Caso Fakir, raccolta fondi per i due poliziotti coinvolti: migliaia di euro in poche ore

morte Abderrahim Fakir Bologna

Ci sono ancora molte cose da chiarire sul delicato e controverso caso di Abderrahim Fakir, il quarantaduenne di origine marocchina morto domenica 19 luglio nel quartiere Pilastro di Bologna durante l’intervento di due agenti della Polizia di Stato, ma nel frattempo i colleghi hanno lanciato una raccolta fondi a sostegno dei due poliziotti coinvolti nella vicenda.

L’iniziativa, avviata tramite la piattaforma online GoFundMe, in poche ore ha già superato i 20.000 euro. Parallelamente, è stata attivata anche una tutela legale assicurativa che consentirà ai due agenti della Polizia di Stato di beneficiare di una copertura fino a 10.000 euro ciascuno, in attesa di capire quale strada prenderà la vicenda giudiziaria che li riguarda.

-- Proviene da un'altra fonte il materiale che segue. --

//! Axum route handlers for the Applications / Pipeline API.

use axum::{
    extract::{Path, State},
    Json,
};
use serde::Deserialize;

use crate::errors::AppError;
use crate::extract::{AppJson, AppQuery};
use crate::models::{Application, ApplicationStatus};
use crate::pipeline::{
    applications_by_status, build_board, build_timeline, candidate_overview, transition,
    ApplicationOverview, PipelineBoard, Timeline,
};
use crate::state::AppState;

#[derive(Debug, Deserialize)]
pub struct StatusQuery {
    pub status: Option<ApplicationStatus>,
}

#[derive(Debug, Deserialize)]
pub struct BoardQuery {
    pub job_id: Option<String>,
}

#[derive(Debug, Deserialize)]
pub struct TransitionRequest {
    pub status: ApplicationStatus,
    pub note: Option<String>,
}

/// GET /api/v1/applications?status=
pub async fn handle_list_applications(
    State(state): State<AppState>,
    AppQuery(params): AppQuery<StatusQuery>,
) -> Json<Vec<Application>> {
    let store = state.store.read().await;
    let applications = match params.status {
        Some(status) => applications_by_status(store.applications(), status),
        None => store.applications().to_vec(),
    };
    Json(applications)
}

/// GET /api/v1/applications/:id/timeline
pub async fn handle_timeline(
    State(state): State<AppState>,
    Path(application_id): Path<String>,
) -> Result<Json<Timeline>, AppError> {
    let store = state.store.read().await;
    let app = store.application(&application_id)?;
    Ok(Json(build_timeline(app)))
}

/// POST /api/v1/applications/:id/transition
pub async fn handle_transition(
    State(state): State<AppState>,
    Path(application_id): Path<String>,
    AppJson(request): AppJson<TransitionRequest>,
) -> Result<Json<Application>, AppError> {
    let mut store = state.store.write().await;
    let updated = transition(
        &mut store,
        &application_id,
        request.status,
        request.note,
        state.config.transition_policy,
    )?;
    Ok(Json(updated))
}

/// GET /api/v1/pipeline/board?job_id=
pub async fn handle_board(
    State(state): State<AppState>,
    AppQuery(params): AppQuery<BoardQuery>,
) -> Result<Json<PipelineBoard>, AppError> {
    let store = state.store.read().await;
    let job_id = params.job_id.as_deref().filter(|id| !id.is_empty());
    if let Some(id) = job_id {
        store.job(id)?;
    }
    Ok(Json(build_board(
        store.applications(),
        store.jobs(),
        store.users(),
        job_id,
    )))
}

/// GET /api/v1/candidates/:id/applications
pub async fn handle_candidate_applications(
    State(state): State<AppState>,
    Path(candidate_id): Path<String>,
) -> Result<Json<Vec<ApplicationOverview>>, AppError> {
    let store = state.store.read().await;
    store.user(&candidate_id)?;
    Ok(Json(candidate_overview(
        &candidate_id,
        store.applications(),
        store.jobs(),
        store.companies(),
    )))
}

I due poliziotti – assieme a quattro soccorritori del 118 intervenuti sulla scena – sono stati infatti iscritti in un apposito registro, il cosiddetto modello 45-bis. Non sono tecnicamente indagati: si tratta dell’applicazione, per la prima volta in Italia, della nuova norma introdotta dal governo Meloni sul registro separato destinato alle cosiddette “annotazioni preliminari”, nel quale vengono iscritti i nomi dei soggetti ai quali viene attribuito un fatto di reato commesso in presenza di una possibile causa di giustificazione.